Mind Maps — March 2025

CUTLASS and CuTe (2025.03.04 – 2025.03.08)

CUTLASS: C++ CUDA Templates for Linear Algebra Subroutines (2025.03.04)

Python interface
- Brief code thanks to good defaults
- Brief but very informative error messages compared to C++ template compile errors
Tiling as dividing shape by shape, or layout by shape
- Facilitate working with tensor cores
Tiling compute resources
Layout algebra: composing layouts (as projections?)
- Nested layouts aka modes: subset of axes, have specific semantics e.g. for threads, tensor cores
- Also with swizzle functors
- Compile-time checks for static parts of layouts
layout = (shape) : (stride), concatenable (“multiply”)
- Tile: shape changes, but not stride
CuTe: C++ CUDA Template Library for Tensors
- Front-end to CUTLASS 3.0
Conceptual GEMM Hierarchy
- Atom layer — centered around hardware-accelerated ops e.g. tensor core, vector op
- Tiled MMA/Copy — centered around optimal use of a single GPU
- Collective layer — centered around synchronization
- Kernel layer — grid planning, load balancing, thread marshalling
  - Device layer
    - Host-side

CUTLASS / CuTe Layout Algebra (2025.03.05)

Mode of layout = axis = length-1 layout
Coordinate = logical position in shape: natural (aka h-D), or colexicogr. ordinal (aka 1-D), or mixed (sub-shapes → ord.) (aka R-D, R=rank); natural coordinate = same (nested) tuple as shape; index = offset in layout (inner product of natural coordinate and stride)
Confusing: formalism and default stride is column-major (colexicographical)
Tuple-like and NumPy-like operations: sublayouts (fully expressive), concatenation, grouping, flattening, slicing
Complement
- Left/right inverse
Composition
- Logical product
  - Logical divide
  - Zipped, tiled

CuTe Layout Algebra — Continued (2025.03.06)

Coalesced layout: remove modes (axes) of size (dim) 1, remove modes that traverse contiguously with the preceding mode: (s0:d0, s1:s0*d0) --> (s0*s1, d0)
- Sorted layout: strides are non-decreasing
Complement of layout A wrt. size M: layout B such that (A, B) (concatenated) is contiguous (dense) of size M; i.e.
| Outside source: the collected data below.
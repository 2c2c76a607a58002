//! Session keep-alive.

use std::sync::Arc;
use std::time::Duration;

use tokio::task::JoinHandle;
use tokio::time::MissedTickBehavior;
use tokio_util::sync::CancellationToken;
use tracing::{debug, info, warn};

use crate::BrokerClient;

/// Consecutive failures after which the session token is presumed dead.
const FAILURE_LIMIT: u32 = 3;

/// Spawn the background keep-alive loop. Failures are logged and never take
/// the process down; three in a row invalidate the live session token so the
/// next authenticated call derives a fresh one.
pub fn spawn_tickler(
    client: Arc<BrokerClient>,
    interval: Duration,
    cancel: CancellationToken,
) -> JoinHandle<()> {
    tokio::spawn(async move {
        let mut ticker = tokio::time::interval(interval);
        ticker.set_missed_tick_behavior(MissedTickBehavior::Delay);
        let mut consecutive_failures = 0u32;
        loop {
            tokio::select! {
                _ = cancel.cancelled() => {
                    info!("tickler stopped");
                    break;
                }
                _ = ticker.tick() => {
                    match client.tickle().await {
                        Ok(()) => {
                            consecutive_failures = 0;
                            debug!("tickle ok");
                        }
                        Err(err) => {
                            consecutive_failures += 1;
                            warn!(
                                error = %err,
                                failures = consecutive_failures,
                                "tickle failed"
                            );
                            if consecutive_failures >= FAILURE_LIMIT {
                                warn!("{FAILURE_LIMIT} consecutive tickle failures, invalidating session");
                                client.invalidate_session().await;
                                consecutive_failures = 0;
                            }
                        }
                    }
                }
            }
        }
    })
}
/// Parse `OAuth realm="...", k="v", ...` into a map.
fn oauth_params(parts: &hyper::http::request::Parts) -> Option<HashMap<String, String>> {
    let header = parts.headers.get("authorization")?.to_str().ok()?;
    let rest = header.strip_prefix("OAuth ")?;
    let mut params = HashMap::new();
    for piece in rest.split(", ") {
        let (key, value) = piece.split_once('=')?;
        params.insert(key.to_string(), value.trim_matches('"').to_string());
    }
    Some(params)
}

fn percent_decode(input: &str) -> String {
    let bytes = input.as_bytes();
    let mut out = Vec::with_capacity(bytes.len());
    let mut index = 0;
    while index < bytes.len() {
        if bytes[index] == b'%' && index + 2 < bytes.len() {
            if let Ok(byte) = u8::from_str_radix(&input[index + 1..index + 3], 16) {
                out.push(byte);
                index += 3;
                continue;
            }
        }
        out.push(bytes[index]);
        index += 1;
    }
    String::from_utf8_lossy(&out).into_owned()
}

fn json_response(body: Value) -> Response<Body> {
    Response::builder()
        .status(StatusCode::OK)
        .header("Content-Type", "application/json")
        .body(Body::from(body.to_string()))
        .expect("response construction cannot fail")
}

fn error_response(status: StatusCode, message: &str) -> Response<Body> {
    Response::builder()
        .status(status)
        .header("Content-Type", "application/json")
        .body(Body::from(json!({ "error": message }).to_string()))
        .expect("response construction cannot fail")
}
//! Calendar arithmetic for the due set.

use chrono::{Datelike, NaiveDate, Weekday};

use cadence_core::Frequency;

/// Whether an order of the given frequency fires on `date`:
/// daily orders always, weekly orders on Mondays, monthly orders on the
/// first of the month.
#[must_use]
pub fn is_due(frequency: Frequency, date: NaiveDate) -> bool {
    match frequency {
        Frequency::Daily => true,
        Frequency::Weekly => date.weekday() == Weekday::Mon,
        Frequency::Monthly => date.day() == 1,
    }
}

/// Human hint for when a not-due order next fires, used in the
/// "no orders today" notification.
#[must_use]
pub fn next_due_hint(frequency: Frequency, date: NaiveDate) -> &'static str {
    match frequency {
        Frequency::Daily => "tomorrow",
        Frequency::Weekly => {
            if date.weekday() == Weekday::Mon {
                "today"
            } else {
                "next Monday"
            }
        }
        Frequency::Monthly => {
            if date.day() == 1 {
                "today"
            } else {
                "on the 1st"
            }
        }
    }
}

#[cfg(test)]
mod tests {
    use super::*;

    fn date(y: i32, m: u32, d: u32) -> NaiveDate {
        NaiveDate::from_ymd_opt(y, m, d).unwrap()
    }

    #[test]
    fn daily_orders_are_always_due() {
        assert!(is_due(Frequency::Daily, date(2025, 9, 16)));
        assert!(is_due(Frequency::Daily, date(2025, 9, 21)));
    }

    #[test]
    fn weekly_orders_fire_only_on_monday() {
        // 2025-09-15 is a Monday.
        assert!(is_due(Frequency::Weekly, date(2025, 9, 15)));
        // Wednesday.
        assert!(!is_due(Frequency::Weekly, date(2025, 9, 17)));
        // Tuesday.
        assert!(!is_due(Frequency::Weekly, date(2025, 9, 16)));
    }

    #[test]
    fn monthly_orders_fire_only_on_the_first() {
        assert!(is_due(Frequency::Monthly, date(2025, 9, 1)));
        assert!(!is_due(Frequency::Monthly, date(2025, 9, 2)));
        assert!(!is_due(Frequency::Monthly, date(2025, 9, 30)));
    }
}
B fills the gaps of A due to strides
- B by itself has its image disjoint from A except for position 0 — because of disjoint coordinates when embedded in C=(A,B)
(Functional) composition of layouts: R(c) := (A ∘ B)(c) := A(B(c))
- R has coordinates compatible with B
- (s0:d0) ∘ (s1:d1) = s1:(d0*d1) — every d0th element, s1 total
- Composition is left-distributive with concatenation, so focus on B with 1 mode
- Coalesce A and let B=N:r, then A ∘ B has the modes (dimensions and strides) from the middle of A with first and last mode adjusted, such that size(A ∘ B)=N, and the first stride = the corresponding stride of A * (r / the cumulative size of modes to the left)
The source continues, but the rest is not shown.